報道によれば同案では、国の関与を強化し、沿線自治体や鉄道事業者とバスへの転換など再編協議に入る仕組みを創設することを求めているとのこと。これを受け国土交通省では、1月23日召集の通常国会に地域公共交通活性化再生法などの改正案を提出するとされています。
利用が低迷するローカル線の再編をどのように進めていくか。同案では、その手法について、自治体や事業者の要請を受け国交相が組織する協議会を設置するといった手続きを明記。国交省には、関係者の合意形成に向けた支援を求めているとのことです。
再編の手法としては、路線バスへの転換のほか、ローカル線を存続させる場合には、自治体が線路などの施設を保有したうえで、事業者が車両を運行する「上下分離方式」の導入などを選択肢とするとされているようです。
利用者の減少などにより経営難に陥った(もしくはJRの「お荷物」となった)ローカル鉄道を救うには、結局のところ「路線の廃止→バスへの転換」か、経営の一部(ストックの維持管理)を自治体に肩代わりしてもらうしか方法はないということでしょうか。
国全体としても、高齢化、人口減少が進む中、過疎化が進む地方部の鉄道で利用者が減少していくのは当然と言えば当然のこと。
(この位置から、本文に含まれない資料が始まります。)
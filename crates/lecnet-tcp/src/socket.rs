//! Tagged union over a plain or TLS-wrapped TCP stream.
//!
//! Sessions and the client never branch on "is this TLS?" beyond
//! construction time; every read/write goes through the single
//! [`tokio::io::AsyncRead`]/[`tokio::io::AsyncWrite`] impl below.

use std::{
    io,
    net::SocketAddr,
    pin::Pin,
    task::{Context, Poll},
};

use tokio::{
    io::{AsyncRead, AsyncWrite, ReadBuf},
    net::TcpStream,
};

/// A server-side accepted connection, plain or behind TLS.
pub enum ServerSocket {
    /// Unencrypted TCP.
    Plain(TcpStream),
    /// TLS-wrapped TCP, server role.
    Tls(Box<tokio_rustls::server::TlsStream<TcpStream>>),
}

impl ServerSocket {
    /// The remote peer's address.
    pub fn peer_addr(&self) -> io::Result<SocketAddr> {
        match self {
            Self::Plain(s) => s.peer_addr(),
            Self::Tls(s) => s.get_ref().0.peer_addr(),
        }
    }
}

impl AsyncRead for ServerSocket {
    fn poll_read(
        self: Pin<&mut Self>,
        cx: &mut Context<'_>,
        buf: &mut ReadBuf<'_>,
    ) -> Poll<io::Result<()>> {
        match self.get_mut() {
            Self::Plain(s) => Pin::new(s).poll_read(cx, buf),
            Self::Tls(s) => Pin::new(s.as_mut()).poll_read(cx, buf),
        }
    }
}

impl AsyncWrite for ServerSocket {
    fn poll_write(
        self: Pin<&mut Self>,
        cx: &mut Context<'_>,
        buf: &[u8],
    ) -> Poll<io::Result<usize>> {
        match self.get_mut() {
            Self::Plain(s) => Pin::new(s).poll_write(cx, buf),
            Self::Tls(s) => Pin::new(s.as_mut()).poll_write(cx, buf),
        }
    }

    fn poll_flush(self: Pin<&mut Self>, cx: &mut Context<'_>) -> Poll<io::Result<()>> {
        match self.get_mut() {
            Self::Plain(s) => Pin::new(s).poll_flush(cx),
            Self::Tls(s) => Pin::new(s.as_mut()).poll_flush(cx),
        }
    }

    fn poll_shutdown(self: Pin<&mut Self>, cx: &mut Context<'_>) -> Poll<io::Result<()>> {
        match self.get_mut() {
            Self::Plain(s) => Pin::new(s).poll_shutdown(cx),
            Self::Tls(s) => Pin::new(s.as_mut()).poll_shutdown(cx),
        }
    }
}

/// A client-side connection, plain or behind TLS.
pub enum ClientSocket {
    /// Unencrypted TCP.
    Plain(TcpStream),
    /// TLS-wrapped TCP, client role.
    Tls(Box<tokio_rustls::client::TlsStream<TcpStream>>),
}

impl AsyncRead for ClientSocket {
    fn poll_read(
        self: Pin<&mut Self>,
        cx: &mut Context<'_>,
        buf: &mut ReadBuf<'_>,
    ) -> Poll<io::Result<()>> {
        match self.get_mut() {
            Self::Plain(s) => Pin::new(s).poll_read(cx, buf),
            Self::Tls(s) => Pin::new(s.as_mut()).poll_read(cx, buf),
        }
    }
}

impl AsyncWrite for ClientSocket {
    fn poll_write(
        self: Pin<&mut Self>,
        cx: &mut Context<'_>,
        buf: &[u8],
    ) -> Poll<io::Result<usize>> {
        match self.get_mut() {
            Self::Plain(s) => Pin::new(s).poll_write(cx, buf),
            Self::Tls(s) => Pin::new(s.as_mut()).poll_write(cx, buf),
        }
    }

    fn poll_flush(self: Pin<&mut Self>, cx: &mut Context<'_>) -> Poll<io::Result<()>> {
        match self.get_mut() {
            Self::Plain(s) => Pin::new(s).poll_flush(cx),
            Self::Tls(s) => Pin::new(s.as_mut()).poll_flush(cx),
        }
    }

    fn poll_shutdown(self: Pin<&mut Self>, cx: &mut Context<'_>) -> Poll<io::Result<()>> {
        match self.get_mut() {
            Self::Plain(s) => Pin::new(s).poll_shutdown(cx),
            Self::Tls(s) => Pin::new(s.as_mut()).poll_shutdown(cx),
        }
    }
}
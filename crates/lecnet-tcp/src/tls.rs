//! TLS configuration loading for the server and client.
//!
//! The server falls back to an ephemeral self-signed certificate when no
//! certificate/key pair is configured, exactly as the distilled spec's
//! `main.rs`-level warning describes ("NOT suitable for production use").
//! The client always verifies the server against the configured CA
//! certificate; there is no insecure-skip-verification mode.

use std::{fs, io::Cursor, path::Path, sync::Arc};

use rustls::{ClientConfig, RootCertStore, ServerConfig};
use rustls_pki_types::{CertificateDer, PrivateKeyDer, PrivatePkcs8KeyDer};

use crate::error::TcpError;

/// Build a server-side TLS configuration.
///
/// If `cert_path`/`key_path` are both set, the certificate chain and key are
/// loaded from disk (decrypting the key with `key_password` if given).
/// Otherwise an ephemeral self-signed certificate is generated for the
/// current process.
///
/// # Errors
///
/// Returns [`TcpError::Tls`] if the certificate/key material is malformed
/// or the TLS config cannot be built, [`TcpError::Io`] if a file cannot be
/// read.
pub fn server_config(
    cert_path: Option<&Path>,
    key_path: Option<&Path>,
    key_password: Option<&str>,
) -> Result<ServerConfig, TcpError> {
    let (certs, key) = match (cert_path, key_path) {
        (Some(cert_path), Some(key_path)) => {
            load_cert_chain_and_key(cert_path, key_path, key_password)?
        },
        _ => self_signed_cert_and_key()?,
    };

    ServerConfig::builder()
        .with_no_client_auth()
        .with_single_cert(certs, key)
        .map_err(|e| TcpError::Tls(e.to_string()))
}

/// Build a client-side TLS configuration trusting only `ca_cert_path`.
///
/// # Errors
///
/// Returns [`TcpError::Io`] if the CA file cannot be read, or
/// [`TcpError::Tls`] if it contains no usable certificate.
pub fn client_config(ca_cert_path: &Path) -> Result<ClientConfig, TcpError> {
    let pem = fs::read(ca_cert_path)?;
    let mut reader = Cursor::new(pem);
    let mut store = RootCertStore::empty();

    let certs: Vec<CertificateDer<'static>> =
        rustls_pemfile::certs(&mut reader).collect::<Result<_, _>>().map_err(TcpError::Io)?;
    if certs.is_empty() {
        return Err(TcpError::Tls(format!("no certificate found in {}", ca_cert_path.display())));
    }
    for cert in certs {
        store.add(cert).map_err(|e| TcpError::Tls(e.to_string()))?;
    }

    Ok(ClientConfig::builder().with_root_certificates(store).with_no_client_auth())
}

fn load_cert_chain_and_key(
    cert_path: &Path,
    key_path: &Path,
    key_password: Option<&str>,
) -> Result<(Vec<CertificateDer<'static>>, PrivateKeyDer<'static>), TcpError> {
    let cert_pem = fs::read(cert_path)?;
    let mut cert_reader = Cursor::new(cert_pem);
    let certs: Vec<CertificateDer<'static>> =
        rustls_pemfile::certs(&mut cert_reader).collect::<Result<_, _>>().map_err(TcpError::Io)?;
    if certs.is_empty() {
        return Err(TcpError::Tls(format!("no certificate found in {}", cert_path.display())));
    }

    let key_pem = fs::read_to_string(key_path)?;
    let key_der = match key_password {
        None => {
            let mut key_reader = Cursor::new(key_pem.as_bytes());
            rustls_pemfile::private_key(&mut key_reader)
                .map_err(TcpError::Io)?
                .ok_or_else(|| TcpError::Tls(format!("no private key found in {}", key_path.display())))?
        },
        Some(password) => {
            let der = decrypt_pkcs8(&key_pem, password)?;
            PrivateKeyDer::Pkcs8(PrivatePkcs8KeyDer::from(der))
        },
    };

    Ok((certs, key_der))
}

fn decrypt_pkcs8(pem: &str, password: &str) -> Result<Vec<u8>, TcpError> {
    let (_, doc) =
        pkcs8::der::Document::from_pem(pem).map_err(|e| TcpError::Tls(e.to_string()))?;
    let encrypted = pkcs8::EncryptedPrivateKeyInfo::try_from(doc.as_bytes())
        .map_err(|e| TcpError::Tls(e.to_string()))?;
    let decrypted =
        encrypted.decrypt(password.as_bytes()).map_err(|e| TcpError::Tls(e.to_string()))?;
    Ok(decrypted.as_bytes().to_vec())
}

fn self_signed_cert_and_key()
-> Result<(Vec<CertificateDer<'static>>, PrivateKeyDer<'static>), TcpError> {
    let rcgen::CertifiedKey { cert, signing_key } =
        rcgen::generate_simple_self_signed(vec!["localhost".to_string()])
            .map_err(|e| TcpError::Tls(e.to_string()))?;

    let cert_der = CertificateDer::from(cert.der().to_vec());
    let key_der = PrivateKeyDer::Pkcs8(PrivatePkcs8KeyDer::from(signing_key.serialize_der()));

    Ok((vec![cert_der], key_der))
}

/// Shared `Arc`-wrapped client config, ready to clone into
/// `tokio_rustls::TlsConnector::from`.
pub type SharedClientConfig = Arc<ClientConfig>;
とはいえ、住民の足となっている地域のローカル鉄道が廃止されれば、過疎化に拍車がかかるのは必至と言えるでしょう。
新橋・横浜間に日本で初めて鉄道が開業してから150年の節目を迎え、国は(経営が立ち行かない鉄道を「順番に切り捨てる」ばかりでなく)国内の交通政策にどのようなビジョンを示せるのか。
(参考になるかどうかは分かりませんが)1月23日の日本経済新聞の経済コラム「経済教室」に、関西大学教授の宇都宮浄人(うつのみや・きよひと)氏が「道路投資のパラドックス」と題する興味深い一文を寄せていたので、小欄に概要を残しておきたいと思います。
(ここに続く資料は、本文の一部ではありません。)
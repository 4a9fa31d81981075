//! Standalone echo client binary exercising `lecnet-tcp`.
//!
//! # Usage
//!
//! ```bash
//! # Development: trust a self-signed server certificate
//! echo-client --address 127.0.0.1 --port 50001 --message "hello" --ca-cert ca.crt
//!
//! # Plain TCP, no TLS
//! echo-client --address 127.0.0.1 --port 50001 --message "hello" --no-tls
//! ```

use std::time::Duration;

use clap::Parser;
use lecnet_tcp::{Client, ClientParams};
use tracing_subscriber::{EnvFilter, fmt, layer::SubscriberExt, util::SubscriberInitExt};

/// lecnet echo client
#[derive(Parser, Debug)]
#[command(name = "echo-client")]
#[command(about = "Sends one frame to an echo server and prints the reply")]
struct Args {
    /// Server address to connect to
    #[arg(long, default_value = "127.0.0.1")]
    address: String,

    /// Server port to connect to
    #[arg(long, default_value = "50001")]
    port: u16,

    /// Payload to send
    #[arg(long, default_value = "hello")]
    message: String,

    /// CA certificate used to verify the server
    #[arg(long, default_value = "ca.crt")]
    ca_cert: String,

    /// Disable TLS entirely
    #[arg(long)]
    no_tls: bool,

    /// Connect timeout, in seconds
    #[arg(long, default_value = "10")]
    connect_timeout: u64,

    /// Send/receive timeout, in seconds
    #[arg(long, default_value = "5")]
    send_timeout: u64,

    /// Magic number every frame must carry
    #[arg(long, default_value = "0")]
    magic: u32,

    /// Log level (trace, debug, info, warn, error)
    #[arg(long, default_value = "info")]
    log_level: String,
}

#[tokio::main]
async fn main() -> Result<(), Box<dyn std::error::Error>> {
    let args = Args::parse();
    let filter =
        EnvFilter::try_from_default_env().unwrap_or_else(|_| EnvFilter::new(&args.log_level));
    tracing_subscriber::registry().with(fmt::layer()).with(filter).init();

    let params = ClientParams {
        address: args.address,
        port: args.port,
        timeout_seconds: args.connect_timeout,
        use_ssl: !args.no_tls,
        ca_cert_path: args.ca_cert.into(),
        magic_number: args.magic,
    };

    let mut client = Client::new(params);
    client.connect().await?;
    tracing::info!("connected");

    let reply = client
        .send_data(args.message.as_bytes(), Duration::from_secs(args.send_timeout), || {})
        .await?;
    tracing::info!(reply = %String::from_utf8_lossy(&reply), "received echo");

    client.disconnect().await;
    tracing::info!(traffic = ?client.traffic(), "disconnected");
    Ok(())
}
//! Errors produced by the certificate helpers.

use thiserror::Error;

/// Failure modes for key, certificate, CSR, and CA-signing operations.
#[derive(Debug, Error)]
pub enum CertError {
    /// Writing or reading a key/cert/CSR file on disk failed.
    #[error("I/O error on {path}: {source}")]
    Io {
        /// The path being read or written.
        path: String,
        /// Underlying I/O error.
        #[source]
        source: std::io::Error,
    },

    /// RSA key generation failed.
    #[error("RSA key generation failed: {0}")]
    KeyGeneration(String),

    /// Encoding the generated key as PKCS#8 DER failed.
    #[error("PKCS#8 encoding failed: {0}")]
    Pkcs8Encoding(String),

    /// Building or signing the certificate/CSR via rcgen failed.
    #[error("certificate generation failed: {0}")]
    Rcgen(#[from] rcgen::Error),

    /// The CA's private key could not be decrypted with the given password.
    #[error("failed to decrypt CA private key: {0}")]
    KeyDecryption(String),

    /// A generated private key could not be password-encrypted for storage.
    #[error("failed to encrypt private key: {0}")]
    KeyEncryption(String),

    /// No PEM-encoded certificate or key was found in a file expected to
    /// contain one.
    #[error("no PEM-encoded {kind} found in {path}")]
    MissingPem {
        /// What was being looked for ("certificate" or "private key").
        kind: &'static str,
        /// The file that was scanned.
        path: String,
    },
}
自動車依存がもたらす「外部不経済」の一つである『渋滞問題』を解消するために取られてきた施策が道路建設だと、氏はこの論考の冒頭に記しています。この国では第二次大戦後、経済対策という面からも、道路の供給量を増やすための大きな公共投資が行われ続けてきた。しかし、これで本当に渋滞は解消したのか。
実は、2つの地点を移動する手段として鉄道と道路がある場合、道路の拡幅工事を行うとむしろ渋滞が悪化し、社会全体のコストが増えるという経済学の考え方があると氏はここで指摘しています。
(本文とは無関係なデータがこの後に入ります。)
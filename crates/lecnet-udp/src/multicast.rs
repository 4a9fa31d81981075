//! UDP multicast sender and receiver.
//!
//! Mirrors [`crate::broadcast`]'s API shape with one addition: both sides
//! take a multicast group address, joining it on the receiver and
//! targeting it on the sender.

use std::{
    net::{Ipv4Addr, SocketAddr, SocketAddrV4},
    sync::Arc,
    sync::atomic::{AtomicBool, Ordering},
    time::Duration,
};

use bytes::Bytes;
use parking_lot::Mutex;
use tokio::{net::UdpSocket, sync::Notify};

use crate::error::UdpError;

const MAX_MESSAGE_LEN: usize = 1024;

/// Sends datagrams to a multicast group on a fixed port.
pub struct Sender {
    socket: Arc<UdpSocket>,
    target: SocketAddr,
}

impl Sender {
    /// Bind a sender targeting `group:port`.
    ///
    /// # Errors
    ///
    /// Returns [`UdpError::Bind`] if the underlying socket cannot be
    /// created or configured.
    pub fn new(group: Ipv4Addr, port: u16) -> Result<Self, UdpError> {
        let socket = socket2::Socket::new(socket2::Domain::IPV4, socket2::Type::DGRAM, None)
            .map_err(UdpError::Bind)?;
        socket.set_reuse_address(true).map_err(UdpError::Bind)?;
        socket
            .bind(&SocketAddrV4::new(Ipv4Addr::UNSPECIFIED, 0).into())
            .map_err(UdpError::Bind)?;
        socket.set_nonblocking(true).map_err(UdpError::Bind)?;
        let socket = UdpSocket::from_std(socket.into()).map_err(UdpError::Bind)?;

        Ok(Self { socket: Arc::new(socket), target: SocketAddr::V4(SocketAddrV4::new(group, port)) })
    }

    /// Send `message` up to `max_count` times, waiting `retry_interval`
    /// between attempts, returning the number of sends that succeeded.
    ///
    /// # Errors
    ///
    /// Returns [`UdpError::Send`] if any individual send fails.
    pub async fn send(
        &self,
        message: &[u8],
        max_count: u32,
        retry_interval: Duration,
    ) -> Result<u32, UdpError> {
        if message.len() > MAX_MESSAGE_LEN {
            return Err(UdpError::MessageTooLarge(message.len()));
        }

        let mut sent = 0u32;
        for attempt in 0..max_count {
            if let Err(err) = self.socket.send_to(message, self.target).await {
                return Err(UdpError::Send { actual_count: sent, reason: err.to_string() });
            }
            sent += 1;
            if attempt + 1 < max_count {
                tokio::time::sleep(retry_interval).await;
            }
        }
        Ok(sent)
    }

    /// Spawn `send` as a background task, returning a handle to poll its
    /// progress and collect its eventual result.
    #[must_use]
    pub fn send_async(
        self: &Arc<Self>,
        message: Bytes,
        max_count: u32,
        retry_interval: Duration,
    ) -> SendHandle {
        let in_flight = Arc::new(AtomicBool::new(true));
        let result = Arc::new(Mutex::new(None));

        let sender = Arc::clone(self);
        let in_flight_task = Arc::clone(&in_flight);
        let result_task = Arc::clone(&result);
        tokio::spawn(async move {
            let outcome = sender.send(&message, max_count, retry_interval).await;
            *result_task.lock() = Some(outcome);
            in_flight_task.store(false, Ordering::SeqCst);
        });

        SendHandle { in_flight, result }
    }
}

/// Handle to an in-flight [`Sender::send_async`] call.
pub struct SendHandle {
    in_flight: Arc<AtomicBool>,
    result: Arc<Mutex<Option<Result<u32, UdpError>>>>,
}

impl SendHandle {
    /// Whether the background send run is still in progress.
    #[must_use]
    pub fn sending(&self) -> bool {
        self.in_flight.load(Ordering::SeqCst)
    }

    /// Take the result of a completed send run, if any.
    pub fn result(&self) -> Option<Result<u32, UdpError>> {
        self.result.lock().take()
    }
}

/// Listens for datagrams sent to a multicast group.
pub struct Receiver {
    socket: Arc<UdpSocket>,
}

impl Receiver {
    /// Bind a receiver on `listen_address:port` and join `group`.
    ///
    /// # Errors
    ///
    /// Returns [`UdpError::Bind`] if the socket cannot be bound, configured,
    /// or joined to the multicast group.
    pub fn new(group: Ipv4Addr, port: u16, listen_address: Ipv4Addr) -> Result<Self, UdpError> {
        let socket = socket2::Socket::new(socket2::Domain::IPV4, socket2::Type::DGRAM, None)
            .map_err(UdpError::Bind)?;
        socket.set_reuse_address(true).map_err(UdpError::Bind)?;
        socket
            .bind(&SocketAddrV4::new(Ipv4Addr::UNSPECIFIED, port).into())
            .map_err(UdpError::Bind)?;
        socket.join_multicast_v4(&group, &listen_address).map_err(UdpError::Bind)?;
        socket.set_nonblocking(true).map_err(UdpError::Bind)?;
        let socket = UdpSocket::from_std(socket.into()).map_err(UdpError::Bind)?;
        Ok(Self { socket: Arc::new(socket) })
    }

    /// Start one deadline-bounded receive in the background.
    #[must_use]
    pub fn run(self: &Arc<Self>, timeout: Duration) -> ReceiveHandle {
        let running = Arc::new(AtomicBool::new(true));
        let result = Arc::new(Mutex::new(None));
        let stop = Arc::new(Notify::new());

        let socket = Arc::clone(self);
        let running_task = Arc::clone(&running);
        let result_task = Arc::clone(&result);
        let stop_task = Arc::clone(&stop);

        tokio::spawn(async move {
            let mut buf = [0u8; MAX_MESSAGE_LEN];
            let outcome = tokio::select! {
                recv = tokio::time::timeout(timeout, socket.socket.recv_from(&mut buf)) => {
                    match recv {
                        Ok(Ok((len, _addr))) => Ok(Bytes::copy_from_slice(&buf[..len])),
                        Ok(Err(err)) => Err(UdpError::Receive(err.to_string())),
                        Err(_elapsed) => Err(UdpError::Receive("timed out".to_string())),
                    }
                }
                () = stop_task.notified() => Err(UdpError::Receive("stopped".to_string())),
            };
            *result_task.lock() = Some(outcome);
            running_task.store(false, Ordering::SeqCst);
        });

        ReceiveHandle { running, result, stop }
    }
}

/// Handle to an in-flight [`Receiver::run`] call.
pub struct ReceiveHandle {
    running: Arc<AtomicBool>,
    result: Arc<Mutex<Option<Result<Bytes, UdpError>>>>,
    stop: Arc<Notify>,
}

impl ReceiveHandle {
    /// Whether the background receive is still waiting for a datagram.
    #[must_use]
    pub fn running(&self) -> bool {
        self.running.load(Ordering::SeqCst)
    }

    /// Take the result of a completed receive, if any.
    pub fn get(&self) -> Option<Result<Bytes, UdpError>> {
        self.result.lock().take()
    }

    /// Request the background receive to stop early.
    pub fn stop(&self) {
        self.stop.notify_one();
    }
}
これは、「ダウンズ・トムソンのパラドックス(背理)」と呼ばれるもの。鉄道は線路などインフラ部分の固定費が高いため、利用者が増えれば(通常であれば)1人当たりの平均費用は低下するが、道路を走る自動車の場合、利用者が一定水準を超えると、渋滞が発生して、時間的なコストも含めた平均費用は増加するということです。
もしもA・Bの2つの地点間を移動する人数が一定だとして、その人たちが移動のために自動車か鉄道を選択できるとした場合、政府が(現時点で発生している渋滞を解消するため)新しい道路を整備したり車線を拡幅したりすれば、スムーズな通行を期待して鉄道から自動車に移動手段を変更する人が現れると氏は言います。
一方、その時鉄道側は利用者が減るので、(単純な割り算として)平均費用は上がることになる。その分が鉄道運賃に上乗せされたり、費用削減のために列車本数が減らされたりすれば、利用者にとって鉄道の魅力は相対的に低下するということです。
そしてその結果、たとえ渋滞という一定のコストがかかったとしても、自動車を選択する人はさらに増えることになる。自動車利用者が増えるのに対し鉄道利用者は減り、両者のコスト(時間的なコストも含む)が均衡するところで、利用者の割合は決まってくると氏は説明しています。
さて、ここでのポイントは、鉄道のコストが上昇しているので、実は自動車のコストも上昇している点にある。「ダウンズ・トムソンのパラドックス」の要諦は、つまり、鉄道サービスを改善せずに道路拡幅投資を行うと、結局、投資前よりも渋滞が激しくなっている部分にあるということです。
これは単純化された理論で、いくつかの前提条件があると氏は言います。しかし、昨今の日本の地方都市圏の状況をみると、現実に似たようなことが発生しているように見えるというのが、この論考において氏の指摘するところです。
「おらが地元に道路を」という地域の首長や地主、土建業者らの強い声に押され、政治家たちはふるさとの道路整備を国や自治体に働きかけていった。その結果、日本の隅々までに(場所によっては交通量に見合わないような)立派な道路インフラが出来上がったのは(その時は)住民ニーズに叶ったことだったのかもしれません。
しかし、地元有権者の「先生のおかげで便利になった」との声の陰で、人知れず地域の足であったローカル鉄道の経営が難しくなっていたことに、人々はようやく気付き始めたということでしょうか。
そして今、地域の交通政策をトータルで考えてこなかった政治や行政の「ツケ」が、鉄道路線の廃止という形で表れようとしている。それでは、だれがそのツケを払うのか?高コストとなった赤字続きの地域ローカル線の議論は難しい局面を迎えていると考える氏の指摘を、私も興味深く読んだところです。